//! Product CLI commands
//!
//! Implements CLI commands for managing the product list.

use clap::Subcommand;

use crate::config::Settings;
use crate::display::{format_product_details, format_product_list};
use crate::error::HourlyBuysResult;
use crate::services::{parse_price, ProductService};
use crate::storage::Storage;

/// Product subcommands
#[derive(Subcommand)]
pub enum ProductCommands {
    /// List all products
    List,
    /// Show product details
    Show {
        /// Product name or ID
        product: String,
    },
    /// Add a custom product
    Add {
        /// Product name
        name: String,
        /// Price per unit
        price: String,
        /// Unit as currency/measure
        #[arg(short, long, default_value = "CNY/jin")]
        unit: String,
    },
    /// Change a product's price
    Price {
        /// Product name or ID
        product: String,
        /// New price per unit (0 means free)
        price: String,
    },
    /// Remove a custom product
    #[command(alias = "rm")]
    Remove {
        /// Product name or ID
        product: String,
    },
}

/// Handle a product command
pub fn handle_product_command(
    storage: &Storage,
    settings: &Settings,
    cmd: ProductCommands,
) -> HourlyBuysResult<()> {
    let service = ProductService::new(storage);

    match cmd {
        ProductCommands::List => {
            let products = service.list()?;
            print!("{}", format_product_list(&products, settings));
            println!("\nTotal: {} products", products.len());
        }

        ProductCommands::Show { product } => {
            let p = service.require(&product)?;
            print!("{}", format_product_details(&p, settings));
        }

        ProductCommands::Add { name, price, unit } => {
            let price = parse_price(&price)?;
            let p = service.add(&name, &unit, price)?;
            println!("Added product: {}", p);
            println!("  ID: {}", p.id);
        }

        ProductCommands::Price { product, price } => {
            let price = parse_price(&price)?;
            let p = service.require(&product)?;
            let old = p.price;
            let p = service.update_price(p.id, price)?;
            println!(
                "{}: {} -> {} per {}",
                p.name,
                settings.format_amount(old),
                settings.format_amount(p.price),
                p.unit
            );
        }

        ProductCommands::Remove { product } => {
            let p = service.require(&product)?;
            let removed = service.remove(p.id)?;
            println!("Removed product: {}", removed.name);
        }
    }

    Ok(())
}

* _EXERCISE DIRECTIONS_
Retype the entries one by one, exactly.

* _ANSWER_
//! Product CLI commands
//!
//! Implements CLI commands for managing the product list.

use clap::Subcommand;

use crate::config::Settings;
use crate::display::{format_product_details, format_product_list};
use crate::error::HourlyBuysResult;
use crate::services::{parse_price, ProductService};
use crate::storage::Storage;

/// Product subcommands
#[derive(Subcommand)]
pub enum ProductCommands {
    /// List all products
    List,
    /// Show product details
    Show {
        /// Product name or ID
        product: String,
    },
    /// Add a custom product
    Add {
        /// Product name
        name: String,
        /// Price per unit
        price: String,
        /// Unit as currency/measure
        #[arg(short, long, default_value = "CNY/jin")]
        unit: String,
    },
    /// Change a product's price
    Price {
        /// Product name or ID
        product: String,
        /// New price per unit (0 means free)
        price: String,
    },
    /// Remove a custom product
    #[command(alias = "rm")]
    Remove {
        /// Product name or ID
        product: String,
    },
}

/// Handle a product command
pub fn handle_product_command(
    storage: &Storage,
    settings: &Settings,
    cmd: ProductCommands,
) -> HourlyBuysResult<()> {
    let service = ProductService::new(storage);

    match cmd {
        ProductCommands::List => {
            let products = service.list()?;
            print!("{}", format_product_list(&products, settings));
            println!("\nTotal: {} products", products.len());
        }

        ProductCommands::Show { product } => {
            let p = service.require(&product)?;
            print!("{}", format_product_details(&p, settings));
        }

        ProductCommands::Add { name, price, unit } => {
            let price = parse_price(&price)?;
            let p = service.add(&name, &unit, price)?;
            println!("Added product: {}", p);
            println!("  ID: {}", p.id);
        }

        ProductCommands::Price { product, price } => {
            let price = parse_price(&price)?;
            let p = service.require(&product)?;
            let old = p.price;
            let p = service.update_price(p.id, price)?;
            println!(
                "{}: {} -> {} per {}",
                p.name,
                settings.format_amount(old),
                settings.format_amount(p.price),
                p.unit
            );
        }

        ProductCommands::Remove { product } => {
            let p = service.require(&product)?;
            let removed = service.remove(p.id)?;
            println!("Removed product: {}", removed.name);
        }
    }

    Ok(())
}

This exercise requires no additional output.